Thomas Disch : Sur les ailes du chant

(On wings of song, 1979)

roman de Science-Fiction

chronique par Philippe Curval, 1997

par ailleurs :
un Précis de décomposition méticuleux
Comment s'envoler par le chant

Le précis de décomposition de la société américaine actuelle, méticuleux jusqu'au malaise, que Thomas M. Disch a entrepris de nous livrer depuis Camp de concentration, trouve sa plus parfaite expression avec Sur les ailes du chant, qui vient de paraître aux éditions Denoël. Dans cet avenir incertainement daté où vit son héros, Daniel Weinreb, la société des États-Unis a curieusement évolué vers une voie de garage. Fossilisée dans ses excès, elle mêle dans son corps social les tendances extrémistes les plus opposées comme le retour à la terre, la décadence sophistiquée et l'obscurantisme totalitaire.
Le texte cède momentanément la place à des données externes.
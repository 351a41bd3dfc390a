//! Newtype wrappers for resource identifiers.
//!
//! Queue resources are cluster-scoped and named after the quota they mirror.
//! Wrapping the name keeps it from being confused with a namespace or a
//! resource key such as `limits.cpu`.

use serde::{Deserialize, Serialize};
use std::fmt;

/// Maximum length of a resource name.
const MAX_NAME_LEN: usize = 253;

/// The name of a queue resource.
///
/// This is also the work queue's deduplication key: every request for the same
/// quota name collapses onto one `QueueName`, regardless of which snapshot
/// object triggered it.
#[derive(Debug, Clone, PartialEq, Eq, PartialOrd, Ord, Hash, Serialize, Deserialize)]
#[serde(transparent)]
pub struct QueueName(String);

impl QueueName {
    /// Creates a queue name without validation.
    pub fn new(name: impl Into<String>) -> Self {
        QueueName(name.into())
    }

    /// Returns the name as a string slice.
    pub fn as_str(&self) -> &str {
        &self.0
    }

    /// Checks that the name is usable as a resource name.
    ///
    /// Names must be non-empty, at most 253 characters, consist of lowercase
    /// alphanumerics, `-` and `.`, and start and end with an alphanumeric.
    pub fn validate(&self) -> Result<(), InvalidName> {
        let name = self.0.as_str();
        if name.is_empty() {
            return Err(InvalidName::Empty);
        }
        if name.len() > MAX_NAME_LEN {
            return Err(InvalidName::TooLong(name.len()));
        }
        if let Some(c) = name
            .chars()
            .find(|c| !(c.is_ascii_lowercase() || c.is_ascii_digit() || *c == '-' || *c == '.'))
        {
            return Err(InvalidName::InvalidChar(c));
        }
        let is_alnum = |c: char| c.is_ascii_lowercase() || c.is_ascii_digit();
        let first = name.chars().next().is_some_and(is_alnum);
        let last = name.chars().last().is_some_and(is_alnum);
        if !first || !last {
            return Err(InvalidName::BadBoundary);
        }
        Ok(())
    }
}

impl fmt::Display for QueueName {
    fn fmt(&self, f: &mut fmt::Formatter<'_>) -> fmt::Result {
        write!(f, "{}", self.0)
    }
}

impl From<String> for QueueName {
    fn from(s: String) -> Self {
        QueueName(s)
    }
}

impl From<&str> for QueueName {
    fn from(s: &str) -> Self {
        QueueName(s.to_string())
    }
}

/// Why a name was rejected by [`QueueName::validate`].
#[derive(Debug, Clone, PartialEq, Eq, thiserror::Error)]
pub enum InvalidName {
    #[error("name is empty")]
    Empty,

    #[error("name is {0} characters long, limit is 253")]
    TooLong(usize),

    #[error("name contains invalid character {0:?}")]
    InvalidChar(char),

    #[error("name must start and end with an alphanumeric character")]
    BadBoundary,
}
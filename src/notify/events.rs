//! Typed change notifications for quota objects.
//!
//! The watch layer delivers these after converting its raw watch events. The
//! controller never sees untyped payloads: anything that cannot be expressed
//! as a [`Notification`] is rejected at the decoding boundary.

use std::fmt;
use std::str::FromStr;

use serde::{Deserialize, Serialize};
use thiserror::Error;

use crate::types::QuotaSnapshot;

/// The kind of change that happened to a quota.
///
/// This doubles as the verb carried by a reconcile request.
#[derive(Debug, Clone, Copy, PartialEq, Eq, Hash, Serialize, Deserialize)]
pub enum Verb {
    Add,
    Update,
    Delete,
}

impl Verb {
    pub fn as_str(&self) -> &'static str {
        match self {
            Verb::Add => "Add",
            Verb::Update => "Update",
            Verb::Delete => "Delete",
        }
    }
}

impl fmt::Display for Verb {
    fn fmt(&self, f: &mut fmt::Formatter<'_>) -> fmt::Result {
        f.write_str(self.as_str())
    }
}

/// A verb string that is not `Add`, `Update` or `Delete`.
#[derive(Debug, Clone, PartialEq, Eq, Error)]
#[error("unknown request verb: {0:?}")]
pub struct UnknownVerb(pub String);

impl FromStr for Verb {
    type Err = UnknownVerb;

    fn from_str(s: &str) -> Result<Self, Self::Err> {
        match s {
            "Add" => Ok(Verb::Add),
            "Update" => Ok(Verb::Update),
            "Delete" => Ok(Verb::Delete),
            other => Err(UnknownVerb(other.to_string())),
        }
    }
}

/// A change notification for a single quota.
///
/// For updates only the new object is carried; the controller is
/// level-triggered and never diffs old against new.
#[derive(Debug, Clone, PartialEq, Eq)]
pub struct Notification {
    pub kind: Verb,
    pub quota: QuotaSnapshot,
}

impl Notification {
    pub fn added(quota: QuotaSnapshot) -> Self {
        Notification {
            kind: Verb::Add,
            quota,
        }
    }

    pub fn updated(quota: QuotaSnapshot) -> Self {
        Notification {
            kind: Verb::Update,
            quota,
        }
    }

    pub fn deleted(quota: QuotaSnapshot) -> Self {
        Notification {
            kind: Verb::Delete,
            quota,
        }
    }
}

/// Everything a change feed can yield.
#[derive(Debug, Clone, PartialEq, Eq)]
pub enum FeedEvent {
    /// A quota changed.
    Notification(Notification),

    /// The watch layer's local cache has converged with the server.
    ///
    /// No request is processed before this has been observed.
    Synced,
}

#[cfg(test)]
mod tests {
    use super::*;

    #[test]
    fn verb_round_trips_through_str() {
        for verb in [Verb::Add, Verb::Update, Verb::Delete] {
            assert_eq!(verb.as_str().parse::<Verb>(), Ok(verb));
        }
    }

    #[test]
    fn unknown_verb_is_rejected() {
        assert_eq!(
            "Patch".parse::<Verb>(),
            Err(UnknownVerb("Patch".to_string()))
        );
        // Verbs are case sensitive.
        assert!("add".parse::<Verb>().is_err());
    }

    #[test]
    fn constructors_set_kind() {
        let quota = QuotaSnapshot::new("q", "ns");
        assert_eq!(Notification::added(quota.clone()).kind, Verb::Add);
        assert_eq!(Notification::updated(quota.clone()).kind, Verb::Update);
        assert_eq!(Notification::deleted(quota).kind, Verb::Delete);
    }
}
L'individu, privé de son identité, ne reconnaît plus son destin, car les portes de l'avenir sont fermées.

Une seule façon d'échapper à ce cauchemar climatisé : le vol. Depuis quelque temps, grâce à un nouveau type d'amplificateur électronique, il est possible de s'envoler par le chant. Un chant dont il faut savoir trouver la mélodie et le registre pour partir en plein ciel. Et tout le monde n'en est pas capable. D'ailleurs, dans certains états fermiers comme l'Iowa, ce mode d'évasion est sévèrement puni par la loi. Comment Daniel Weinreb, qui y habite, pourra-t-il découvrir les accords secrets qui mènent au vol ? La prison, l'expérience amoureuse ou le bel canto lui serviront-ils de clefs ?

C'est par de subtils emprunts au roman traditionnel américain, où le héros s'élève progressivement par lui-même jusqu'aux plus hautes destinées, que Thomas M. Disch parvient à maîtriser radicalement son projet, grâce à un travail de sape et de dérision, à la fois ironique et lyrique. Sur les ailes du chant est sans doute l'œuvre de Science-Fiction hyperréaliste la plus achevée. Par un léger décalage avec le quotidien, une délicate perversion du réel, Thomas M. Disch sait nous entraîner sans faillir vers cet univers à l'envers qu'est son Amérique intime.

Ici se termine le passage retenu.